§ **PROBLEM STATEMENT**
From the first line of the material below to the line containing "#[derive(Debug, Clone, Copy, Default)]", repeat every line exactly and add nothing.

§ **STORED DATA**
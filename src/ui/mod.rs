//! Operator-facing output
//!
//! Status lines go to stdout, warnings to stderr. Detail lines are only shown
//! with `--verbose`.

use console::Style;

/// Prints progress and results for one command run
#[derive(Debug, Clone, Copy, Default)]
pub struct Reporter {
    verbose: bool,
}

impl Reporter {
    pub fn new(verbose: bool) -> Self {
        Self { verbose }
    }

    /// A regular progress line
    pub fn step(&self, message: impl AsRef<str>) {
        println!("{}", message.as_ref());
    }

    /// A line shown only in verbose mode
    pub fn detail(&self, message: impl AsRef<str>) {
        if self.verbose {
            println!("  {}", Style::new().dim().apply_to(message.as_ref()));
        }
    }

    pub fn success(&self, message: impl AsRef<str>) {
        println!(
            "{} {}",
            Style::new().green().bold().apply_to("✓"),
            message.as_ref()
        );
    }

    pub fn failure(&self, message: impl AsRef<str>) {
        println!(
            "{} {}",
            Style::new().red().bold().apply_to("✗"),
            message.as_ref()
        );
    }

    pub fn warn(&self, message: impl AsRef<str>) {
        eprintln!(
            "{} {}",
            Style::new().yellow().bold().apply_to("Warning:"),
            message.as_ref()
        );
    }

    /// A section heading followed by numbered entries
    pub fn numbered_list<I, S>(&self, heading: &str, entries: I)
    where
        I: IntoIterator<Item = S>,
        S: AsRef<str>,
    {
        println!();
        println!("{}", Style::new().bold().apply_to(heading));
        println!();
        for (i, entry) in entries.into_iter().enumerate() {
            println!("  {}. {}", i + 1, entry.as_ref());
        }
        println!();
    }
}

§ **ANSWER SECTION**
filename src/ui/mod.rs
//! Operator-facing output
//!
//! Status lines go to stdout, warnings to stderr. Detail lines are only shown
//! with `--verbose`.

use console::Style;

/// Prints progress and results for one command run
#[derive(Debug, Clone, Copy, Default)]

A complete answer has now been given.